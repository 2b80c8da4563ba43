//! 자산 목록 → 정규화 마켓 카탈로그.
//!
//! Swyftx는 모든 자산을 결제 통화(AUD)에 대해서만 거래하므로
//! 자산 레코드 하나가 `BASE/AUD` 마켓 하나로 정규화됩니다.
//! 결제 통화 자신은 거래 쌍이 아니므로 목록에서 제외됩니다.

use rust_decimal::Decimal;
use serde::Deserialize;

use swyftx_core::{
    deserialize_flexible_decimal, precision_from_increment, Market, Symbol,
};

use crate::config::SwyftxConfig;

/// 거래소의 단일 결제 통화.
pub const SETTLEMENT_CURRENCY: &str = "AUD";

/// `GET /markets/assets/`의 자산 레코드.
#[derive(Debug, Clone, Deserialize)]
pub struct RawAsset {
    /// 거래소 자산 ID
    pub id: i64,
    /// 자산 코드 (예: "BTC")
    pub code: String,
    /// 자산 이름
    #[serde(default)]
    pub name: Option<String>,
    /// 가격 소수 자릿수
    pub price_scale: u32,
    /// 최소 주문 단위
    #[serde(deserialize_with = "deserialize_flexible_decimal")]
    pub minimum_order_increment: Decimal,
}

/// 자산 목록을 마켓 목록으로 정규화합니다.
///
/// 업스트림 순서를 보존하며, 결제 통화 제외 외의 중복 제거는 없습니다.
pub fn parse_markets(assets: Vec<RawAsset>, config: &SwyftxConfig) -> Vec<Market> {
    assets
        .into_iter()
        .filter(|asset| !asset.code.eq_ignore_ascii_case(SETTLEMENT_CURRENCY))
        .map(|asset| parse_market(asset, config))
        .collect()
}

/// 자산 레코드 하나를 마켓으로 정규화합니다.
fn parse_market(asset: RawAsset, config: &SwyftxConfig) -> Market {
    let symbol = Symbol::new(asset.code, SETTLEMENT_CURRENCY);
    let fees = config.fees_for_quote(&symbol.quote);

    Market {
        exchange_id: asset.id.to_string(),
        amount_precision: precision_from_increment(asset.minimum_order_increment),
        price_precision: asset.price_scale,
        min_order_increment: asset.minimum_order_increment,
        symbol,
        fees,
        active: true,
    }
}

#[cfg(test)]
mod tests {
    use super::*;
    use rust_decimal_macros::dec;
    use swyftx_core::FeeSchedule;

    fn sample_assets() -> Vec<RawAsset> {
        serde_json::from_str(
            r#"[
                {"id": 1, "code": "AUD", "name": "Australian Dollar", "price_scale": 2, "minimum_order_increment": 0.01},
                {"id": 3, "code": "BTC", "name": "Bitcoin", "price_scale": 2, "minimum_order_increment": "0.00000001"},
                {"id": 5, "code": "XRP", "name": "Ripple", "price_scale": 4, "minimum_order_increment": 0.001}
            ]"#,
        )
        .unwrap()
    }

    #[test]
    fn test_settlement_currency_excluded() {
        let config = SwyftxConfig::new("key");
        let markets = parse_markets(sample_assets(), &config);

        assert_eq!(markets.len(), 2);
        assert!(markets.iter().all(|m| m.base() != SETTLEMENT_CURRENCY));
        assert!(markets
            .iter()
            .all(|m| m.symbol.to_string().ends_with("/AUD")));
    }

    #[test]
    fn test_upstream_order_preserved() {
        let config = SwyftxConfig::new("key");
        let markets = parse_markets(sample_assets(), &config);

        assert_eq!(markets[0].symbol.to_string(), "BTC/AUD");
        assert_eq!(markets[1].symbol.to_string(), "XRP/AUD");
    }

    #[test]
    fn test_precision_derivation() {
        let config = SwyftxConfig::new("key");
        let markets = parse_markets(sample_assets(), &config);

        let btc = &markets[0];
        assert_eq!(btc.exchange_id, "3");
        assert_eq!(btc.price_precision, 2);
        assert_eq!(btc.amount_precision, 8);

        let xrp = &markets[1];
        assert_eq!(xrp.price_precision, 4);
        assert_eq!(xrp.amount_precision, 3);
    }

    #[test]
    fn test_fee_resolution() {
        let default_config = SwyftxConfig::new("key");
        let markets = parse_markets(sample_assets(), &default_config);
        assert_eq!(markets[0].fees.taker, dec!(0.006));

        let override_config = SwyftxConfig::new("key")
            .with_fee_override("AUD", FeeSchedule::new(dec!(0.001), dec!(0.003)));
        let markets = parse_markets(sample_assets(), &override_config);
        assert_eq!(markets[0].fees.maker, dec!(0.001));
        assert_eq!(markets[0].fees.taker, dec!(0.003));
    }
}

==

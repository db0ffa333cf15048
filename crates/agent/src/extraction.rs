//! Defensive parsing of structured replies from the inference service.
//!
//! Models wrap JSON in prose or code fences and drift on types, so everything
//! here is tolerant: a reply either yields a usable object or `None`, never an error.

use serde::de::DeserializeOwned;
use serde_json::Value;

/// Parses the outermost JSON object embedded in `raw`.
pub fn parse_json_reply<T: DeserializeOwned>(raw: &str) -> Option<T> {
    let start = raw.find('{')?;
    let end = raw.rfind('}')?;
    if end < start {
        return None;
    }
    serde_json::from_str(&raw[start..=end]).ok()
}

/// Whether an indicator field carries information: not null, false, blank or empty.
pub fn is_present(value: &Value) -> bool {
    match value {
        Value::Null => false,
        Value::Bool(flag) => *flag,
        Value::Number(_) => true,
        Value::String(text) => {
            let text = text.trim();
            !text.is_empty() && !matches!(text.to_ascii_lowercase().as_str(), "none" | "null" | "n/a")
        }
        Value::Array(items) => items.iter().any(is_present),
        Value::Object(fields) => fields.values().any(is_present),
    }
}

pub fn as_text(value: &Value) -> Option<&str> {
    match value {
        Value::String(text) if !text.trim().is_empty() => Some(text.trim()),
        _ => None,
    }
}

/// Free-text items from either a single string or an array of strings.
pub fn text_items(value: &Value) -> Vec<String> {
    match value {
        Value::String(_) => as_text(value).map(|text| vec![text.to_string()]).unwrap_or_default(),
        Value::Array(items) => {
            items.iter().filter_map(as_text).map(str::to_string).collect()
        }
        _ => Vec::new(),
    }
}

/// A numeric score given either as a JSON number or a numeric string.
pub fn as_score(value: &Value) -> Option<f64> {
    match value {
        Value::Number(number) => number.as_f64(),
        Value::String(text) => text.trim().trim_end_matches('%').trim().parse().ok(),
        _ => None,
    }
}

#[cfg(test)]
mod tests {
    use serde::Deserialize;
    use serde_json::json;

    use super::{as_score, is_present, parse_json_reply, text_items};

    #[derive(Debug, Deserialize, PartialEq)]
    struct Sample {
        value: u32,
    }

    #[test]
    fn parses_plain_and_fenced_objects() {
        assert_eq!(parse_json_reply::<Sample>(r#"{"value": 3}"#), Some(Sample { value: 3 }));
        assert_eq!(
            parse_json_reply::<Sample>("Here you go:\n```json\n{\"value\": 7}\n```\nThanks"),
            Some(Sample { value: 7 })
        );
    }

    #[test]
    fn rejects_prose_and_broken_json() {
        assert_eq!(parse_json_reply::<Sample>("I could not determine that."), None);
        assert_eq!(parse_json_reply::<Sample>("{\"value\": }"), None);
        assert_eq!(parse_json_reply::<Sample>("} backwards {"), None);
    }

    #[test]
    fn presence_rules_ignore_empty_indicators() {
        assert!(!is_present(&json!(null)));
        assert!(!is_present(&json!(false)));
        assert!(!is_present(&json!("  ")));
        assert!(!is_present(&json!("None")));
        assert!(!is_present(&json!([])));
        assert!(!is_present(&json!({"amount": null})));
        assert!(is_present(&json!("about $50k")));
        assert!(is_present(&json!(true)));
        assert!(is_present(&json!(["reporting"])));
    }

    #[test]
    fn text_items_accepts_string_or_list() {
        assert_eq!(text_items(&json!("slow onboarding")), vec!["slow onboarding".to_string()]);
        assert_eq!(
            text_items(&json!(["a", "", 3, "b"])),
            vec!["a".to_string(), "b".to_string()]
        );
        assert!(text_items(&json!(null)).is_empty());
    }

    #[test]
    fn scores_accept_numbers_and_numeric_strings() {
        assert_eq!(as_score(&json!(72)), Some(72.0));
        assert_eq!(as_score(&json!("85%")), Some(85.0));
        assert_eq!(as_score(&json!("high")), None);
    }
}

* * *

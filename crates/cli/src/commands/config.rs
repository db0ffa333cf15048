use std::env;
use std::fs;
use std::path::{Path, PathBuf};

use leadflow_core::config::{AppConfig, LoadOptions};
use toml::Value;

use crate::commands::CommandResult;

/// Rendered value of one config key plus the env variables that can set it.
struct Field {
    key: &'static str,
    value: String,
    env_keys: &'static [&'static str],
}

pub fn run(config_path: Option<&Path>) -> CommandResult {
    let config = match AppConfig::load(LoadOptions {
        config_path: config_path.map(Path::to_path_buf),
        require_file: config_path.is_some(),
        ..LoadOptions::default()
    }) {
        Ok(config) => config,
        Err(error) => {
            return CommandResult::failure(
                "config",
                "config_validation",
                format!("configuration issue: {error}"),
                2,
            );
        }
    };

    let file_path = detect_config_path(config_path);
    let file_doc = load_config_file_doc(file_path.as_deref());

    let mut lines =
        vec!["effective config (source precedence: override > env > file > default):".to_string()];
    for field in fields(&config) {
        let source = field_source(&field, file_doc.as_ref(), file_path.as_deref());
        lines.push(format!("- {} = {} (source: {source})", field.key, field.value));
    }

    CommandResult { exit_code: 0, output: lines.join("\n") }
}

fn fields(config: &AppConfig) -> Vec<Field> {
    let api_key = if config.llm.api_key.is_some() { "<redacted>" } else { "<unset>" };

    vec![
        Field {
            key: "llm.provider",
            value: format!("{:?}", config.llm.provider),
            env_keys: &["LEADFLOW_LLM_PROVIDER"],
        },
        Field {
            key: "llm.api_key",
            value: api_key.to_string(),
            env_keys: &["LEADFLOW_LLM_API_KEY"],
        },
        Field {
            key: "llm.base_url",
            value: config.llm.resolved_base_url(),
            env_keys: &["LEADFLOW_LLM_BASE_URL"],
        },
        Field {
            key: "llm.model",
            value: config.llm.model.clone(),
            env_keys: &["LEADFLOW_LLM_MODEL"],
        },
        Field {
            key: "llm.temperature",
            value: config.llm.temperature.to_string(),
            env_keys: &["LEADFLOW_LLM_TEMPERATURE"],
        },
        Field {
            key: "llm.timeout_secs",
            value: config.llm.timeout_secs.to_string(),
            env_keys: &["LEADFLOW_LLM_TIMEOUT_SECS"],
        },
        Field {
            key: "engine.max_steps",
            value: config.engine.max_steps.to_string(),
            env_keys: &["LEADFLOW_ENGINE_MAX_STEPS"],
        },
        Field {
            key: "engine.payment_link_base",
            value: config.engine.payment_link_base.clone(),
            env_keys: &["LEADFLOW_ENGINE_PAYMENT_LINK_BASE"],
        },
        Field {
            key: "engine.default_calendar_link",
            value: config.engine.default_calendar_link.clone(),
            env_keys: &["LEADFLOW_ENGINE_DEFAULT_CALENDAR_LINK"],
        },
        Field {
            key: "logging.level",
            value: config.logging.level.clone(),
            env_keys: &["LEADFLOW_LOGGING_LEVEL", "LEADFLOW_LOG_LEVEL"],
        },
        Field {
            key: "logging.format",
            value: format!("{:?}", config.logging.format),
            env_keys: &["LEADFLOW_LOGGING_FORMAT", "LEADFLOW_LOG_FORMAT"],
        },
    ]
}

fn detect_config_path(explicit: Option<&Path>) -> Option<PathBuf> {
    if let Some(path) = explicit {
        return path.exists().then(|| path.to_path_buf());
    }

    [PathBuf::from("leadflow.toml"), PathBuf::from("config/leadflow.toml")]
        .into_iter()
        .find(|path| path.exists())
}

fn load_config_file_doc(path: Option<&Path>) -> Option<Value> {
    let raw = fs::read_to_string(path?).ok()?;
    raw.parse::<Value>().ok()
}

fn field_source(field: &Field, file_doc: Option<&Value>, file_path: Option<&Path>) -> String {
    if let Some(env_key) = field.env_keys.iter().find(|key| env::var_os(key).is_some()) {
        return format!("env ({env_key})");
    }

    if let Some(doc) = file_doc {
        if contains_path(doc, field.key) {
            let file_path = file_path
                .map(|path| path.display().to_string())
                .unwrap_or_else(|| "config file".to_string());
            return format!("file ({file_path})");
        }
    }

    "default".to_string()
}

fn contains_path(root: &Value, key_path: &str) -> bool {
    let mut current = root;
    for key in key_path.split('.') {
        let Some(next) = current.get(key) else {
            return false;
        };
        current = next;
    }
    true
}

[YOUR OBJECTIVE]: Pull out each line of the entries that contains "CommandResult".

[SOLVED EXERCISE]:
use crate::commands::CommandResult;
pub fn run(config_path: Option<&Path>) -> CommandResult {
            return CommandResult::failure(
    CommandResult { exit_code: 0, output: lines.join("\n") }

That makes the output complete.